Exercise – Return every line from the records below with the string "InputRow".

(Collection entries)
☆ ☆ ☆ ☆

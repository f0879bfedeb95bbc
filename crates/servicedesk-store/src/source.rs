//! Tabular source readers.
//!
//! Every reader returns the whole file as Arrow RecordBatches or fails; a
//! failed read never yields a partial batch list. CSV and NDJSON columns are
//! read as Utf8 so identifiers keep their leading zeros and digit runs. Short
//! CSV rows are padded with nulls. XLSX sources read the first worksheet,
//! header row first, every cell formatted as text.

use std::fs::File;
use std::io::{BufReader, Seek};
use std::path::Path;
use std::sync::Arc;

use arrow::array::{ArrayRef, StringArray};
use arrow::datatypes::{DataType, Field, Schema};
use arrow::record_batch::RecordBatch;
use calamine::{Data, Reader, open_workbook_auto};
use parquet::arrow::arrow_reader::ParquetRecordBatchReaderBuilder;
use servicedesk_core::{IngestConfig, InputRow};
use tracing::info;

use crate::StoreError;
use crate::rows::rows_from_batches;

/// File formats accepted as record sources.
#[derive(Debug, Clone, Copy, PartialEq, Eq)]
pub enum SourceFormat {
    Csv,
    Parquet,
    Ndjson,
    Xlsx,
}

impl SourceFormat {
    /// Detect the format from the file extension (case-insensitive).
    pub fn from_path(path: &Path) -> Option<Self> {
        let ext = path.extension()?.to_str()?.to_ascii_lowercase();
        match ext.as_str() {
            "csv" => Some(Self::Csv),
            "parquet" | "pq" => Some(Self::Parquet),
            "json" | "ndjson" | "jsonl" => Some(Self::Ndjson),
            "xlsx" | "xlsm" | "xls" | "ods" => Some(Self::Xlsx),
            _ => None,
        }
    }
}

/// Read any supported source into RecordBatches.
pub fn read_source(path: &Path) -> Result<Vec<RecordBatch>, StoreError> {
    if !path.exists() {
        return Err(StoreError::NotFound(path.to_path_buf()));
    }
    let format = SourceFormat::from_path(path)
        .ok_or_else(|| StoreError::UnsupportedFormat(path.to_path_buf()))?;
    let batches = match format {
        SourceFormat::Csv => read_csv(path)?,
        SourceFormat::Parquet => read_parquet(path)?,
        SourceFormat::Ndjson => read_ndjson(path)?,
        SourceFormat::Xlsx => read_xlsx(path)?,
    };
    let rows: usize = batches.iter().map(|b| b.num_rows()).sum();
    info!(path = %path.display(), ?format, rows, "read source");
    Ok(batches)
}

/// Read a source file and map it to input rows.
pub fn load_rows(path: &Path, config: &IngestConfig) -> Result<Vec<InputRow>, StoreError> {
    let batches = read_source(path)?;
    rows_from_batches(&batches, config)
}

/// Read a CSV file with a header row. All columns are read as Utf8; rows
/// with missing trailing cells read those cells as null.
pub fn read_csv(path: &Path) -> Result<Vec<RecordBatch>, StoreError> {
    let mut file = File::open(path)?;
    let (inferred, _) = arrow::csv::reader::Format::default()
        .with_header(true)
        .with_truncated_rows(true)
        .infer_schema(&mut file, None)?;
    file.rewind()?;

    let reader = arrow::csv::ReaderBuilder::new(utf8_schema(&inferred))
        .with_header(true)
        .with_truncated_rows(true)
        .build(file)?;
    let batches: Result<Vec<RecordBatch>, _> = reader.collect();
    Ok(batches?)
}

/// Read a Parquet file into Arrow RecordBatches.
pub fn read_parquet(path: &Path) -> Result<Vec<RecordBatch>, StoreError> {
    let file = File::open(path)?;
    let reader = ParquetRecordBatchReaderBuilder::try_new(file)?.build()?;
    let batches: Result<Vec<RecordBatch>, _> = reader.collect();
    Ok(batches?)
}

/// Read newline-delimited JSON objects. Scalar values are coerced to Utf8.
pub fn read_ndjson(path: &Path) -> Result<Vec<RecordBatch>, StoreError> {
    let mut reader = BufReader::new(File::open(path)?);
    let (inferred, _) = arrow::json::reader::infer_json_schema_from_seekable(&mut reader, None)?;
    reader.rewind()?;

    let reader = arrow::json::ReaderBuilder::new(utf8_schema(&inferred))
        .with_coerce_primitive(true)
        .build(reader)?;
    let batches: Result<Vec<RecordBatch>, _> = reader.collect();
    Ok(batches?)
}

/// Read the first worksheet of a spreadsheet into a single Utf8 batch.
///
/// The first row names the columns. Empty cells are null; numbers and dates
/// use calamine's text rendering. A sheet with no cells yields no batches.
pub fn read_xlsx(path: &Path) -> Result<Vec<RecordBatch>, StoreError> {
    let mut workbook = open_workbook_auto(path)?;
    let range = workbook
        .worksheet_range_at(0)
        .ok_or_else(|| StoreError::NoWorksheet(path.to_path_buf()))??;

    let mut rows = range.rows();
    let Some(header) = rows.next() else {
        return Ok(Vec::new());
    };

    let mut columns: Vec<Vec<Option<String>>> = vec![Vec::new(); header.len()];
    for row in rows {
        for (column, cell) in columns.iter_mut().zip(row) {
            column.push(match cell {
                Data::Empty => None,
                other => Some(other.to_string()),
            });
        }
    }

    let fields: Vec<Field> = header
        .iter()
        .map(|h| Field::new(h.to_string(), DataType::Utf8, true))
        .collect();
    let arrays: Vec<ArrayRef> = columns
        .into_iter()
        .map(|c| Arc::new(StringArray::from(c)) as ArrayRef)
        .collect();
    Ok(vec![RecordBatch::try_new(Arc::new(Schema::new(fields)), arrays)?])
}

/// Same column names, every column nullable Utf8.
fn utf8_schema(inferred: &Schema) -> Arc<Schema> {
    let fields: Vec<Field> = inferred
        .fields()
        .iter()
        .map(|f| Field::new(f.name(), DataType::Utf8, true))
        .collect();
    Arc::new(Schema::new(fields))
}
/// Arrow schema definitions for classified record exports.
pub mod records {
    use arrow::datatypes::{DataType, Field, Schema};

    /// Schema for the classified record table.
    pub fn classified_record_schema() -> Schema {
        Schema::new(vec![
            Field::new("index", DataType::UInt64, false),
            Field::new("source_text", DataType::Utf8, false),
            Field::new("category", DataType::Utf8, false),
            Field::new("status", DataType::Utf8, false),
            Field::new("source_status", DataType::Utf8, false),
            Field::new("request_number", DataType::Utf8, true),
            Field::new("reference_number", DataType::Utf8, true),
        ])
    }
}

☆ ☆ ☆ ☆

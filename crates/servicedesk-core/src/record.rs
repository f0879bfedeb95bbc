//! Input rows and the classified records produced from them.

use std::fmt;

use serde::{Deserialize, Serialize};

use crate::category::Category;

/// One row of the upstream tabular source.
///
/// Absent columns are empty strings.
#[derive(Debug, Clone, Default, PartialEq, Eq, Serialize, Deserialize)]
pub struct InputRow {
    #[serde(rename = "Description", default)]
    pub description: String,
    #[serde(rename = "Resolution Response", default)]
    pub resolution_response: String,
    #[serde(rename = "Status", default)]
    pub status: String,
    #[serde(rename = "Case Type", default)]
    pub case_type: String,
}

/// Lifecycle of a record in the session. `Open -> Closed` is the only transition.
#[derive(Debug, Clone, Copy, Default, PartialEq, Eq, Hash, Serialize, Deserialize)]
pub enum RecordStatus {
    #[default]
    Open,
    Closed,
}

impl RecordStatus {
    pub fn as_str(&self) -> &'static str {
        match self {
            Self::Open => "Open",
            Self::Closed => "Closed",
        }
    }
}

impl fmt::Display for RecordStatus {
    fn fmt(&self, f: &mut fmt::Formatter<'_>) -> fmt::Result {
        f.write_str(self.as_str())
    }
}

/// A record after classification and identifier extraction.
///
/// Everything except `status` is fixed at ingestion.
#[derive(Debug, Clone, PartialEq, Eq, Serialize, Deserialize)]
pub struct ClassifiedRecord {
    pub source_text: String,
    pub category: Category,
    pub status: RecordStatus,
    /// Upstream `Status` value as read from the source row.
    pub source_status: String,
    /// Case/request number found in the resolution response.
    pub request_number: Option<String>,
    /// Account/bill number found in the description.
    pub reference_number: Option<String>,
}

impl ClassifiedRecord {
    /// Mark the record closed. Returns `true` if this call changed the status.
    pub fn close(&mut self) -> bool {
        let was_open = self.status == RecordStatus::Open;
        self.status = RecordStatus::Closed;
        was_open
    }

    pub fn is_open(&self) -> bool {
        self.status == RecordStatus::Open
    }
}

☆ ☆ ☆ ☆

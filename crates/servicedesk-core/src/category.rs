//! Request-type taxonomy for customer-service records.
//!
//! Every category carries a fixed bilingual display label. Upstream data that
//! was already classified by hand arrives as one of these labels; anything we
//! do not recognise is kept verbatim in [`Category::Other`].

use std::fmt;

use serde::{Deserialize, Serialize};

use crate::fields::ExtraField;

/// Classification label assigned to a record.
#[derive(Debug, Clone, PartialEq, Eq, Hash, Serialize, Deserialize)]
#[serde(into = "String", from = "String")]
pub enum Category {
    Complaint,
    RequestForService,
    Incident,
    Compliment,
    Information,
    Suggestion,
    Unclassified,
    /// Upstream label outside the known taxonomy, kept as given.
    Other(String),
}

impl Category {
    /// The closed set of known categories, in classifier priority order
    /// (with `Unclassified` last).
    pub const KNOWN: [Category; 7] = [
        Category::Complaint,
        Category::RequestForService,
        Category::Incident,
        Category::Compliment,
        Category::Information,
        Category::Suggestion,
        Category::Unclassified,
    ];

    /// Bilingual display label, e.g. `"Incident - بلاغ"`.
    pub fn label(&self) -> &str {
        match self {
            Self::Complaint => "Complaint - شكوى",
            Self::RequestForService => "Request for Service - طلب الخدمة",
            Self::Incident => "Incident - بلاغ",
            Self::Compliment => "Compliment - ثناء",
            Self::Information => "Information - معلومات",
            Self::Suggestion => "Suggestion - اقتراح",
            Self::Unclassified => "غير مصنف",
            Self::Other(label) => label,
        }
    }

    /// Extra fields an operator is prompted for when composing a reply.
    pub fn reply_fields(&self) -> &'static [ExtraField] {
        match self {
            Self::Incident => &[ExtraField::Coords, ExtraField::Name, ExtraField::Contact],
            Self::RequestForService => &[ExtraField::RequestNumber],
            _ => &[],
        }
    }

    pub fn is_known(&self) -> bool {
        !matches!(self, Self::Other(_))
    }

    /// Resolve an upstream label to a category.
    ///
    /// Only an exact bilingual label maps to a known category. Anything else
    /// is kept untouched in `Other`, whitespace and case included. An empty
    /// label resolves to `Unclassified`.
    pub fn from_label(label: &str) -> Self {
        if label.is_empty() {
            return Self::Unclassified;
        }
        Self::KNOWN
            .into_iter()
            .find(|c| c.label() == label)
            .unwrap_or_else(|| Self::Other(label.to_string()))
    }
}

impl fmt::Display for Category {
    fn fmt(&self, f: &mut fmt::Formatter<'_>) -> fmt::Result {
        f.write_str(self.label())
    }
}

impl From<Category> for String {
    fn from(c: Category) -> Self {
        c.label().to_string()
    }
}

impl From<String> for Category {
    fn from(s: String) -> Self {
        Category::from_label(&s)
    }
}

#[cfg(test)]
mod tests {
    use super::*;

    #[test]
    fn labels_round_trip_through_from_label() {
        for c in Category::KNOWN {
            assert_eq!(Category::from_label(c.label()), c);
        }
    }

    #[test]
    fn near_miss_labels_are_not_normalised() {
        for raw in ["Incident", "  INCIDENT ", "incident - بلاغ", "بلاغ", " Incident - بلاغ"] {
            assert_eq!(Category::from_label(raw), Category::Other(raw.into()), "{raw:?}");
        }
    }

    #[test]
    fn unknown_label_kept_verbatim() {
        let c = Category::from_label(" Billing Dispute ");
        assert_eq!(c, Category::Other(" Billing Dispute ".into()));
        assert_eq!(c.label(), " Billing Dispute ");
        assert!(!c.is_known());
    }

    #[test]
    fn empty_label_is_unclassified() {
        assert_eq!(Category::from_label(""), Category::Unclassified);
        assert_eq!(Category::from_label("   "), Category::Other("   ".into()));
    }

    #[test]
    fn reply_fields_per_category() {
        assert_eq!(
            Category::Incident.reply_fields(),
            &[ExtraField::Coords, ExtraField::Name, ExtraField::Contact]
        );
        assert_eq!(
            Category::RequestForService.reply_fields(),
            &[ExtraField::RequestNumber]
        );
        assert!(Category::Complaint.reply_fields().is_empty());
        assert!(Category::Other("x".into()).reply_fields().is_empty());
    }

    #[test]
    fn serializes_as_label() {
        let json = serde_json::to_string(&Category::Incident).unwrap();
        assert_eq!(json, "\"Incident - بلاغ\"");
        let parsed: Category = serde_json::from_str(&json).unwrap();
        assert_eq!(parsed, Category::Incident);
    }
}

☆ ☆ ☆ ☆

Output –
use servicedesk_core::{IngestConfig, InputRow};
pub fn load_rows(path: &Path, config: &IngestConfig) -> Result<Vec<InputRow>, StoreError> {
pub struct InputRow {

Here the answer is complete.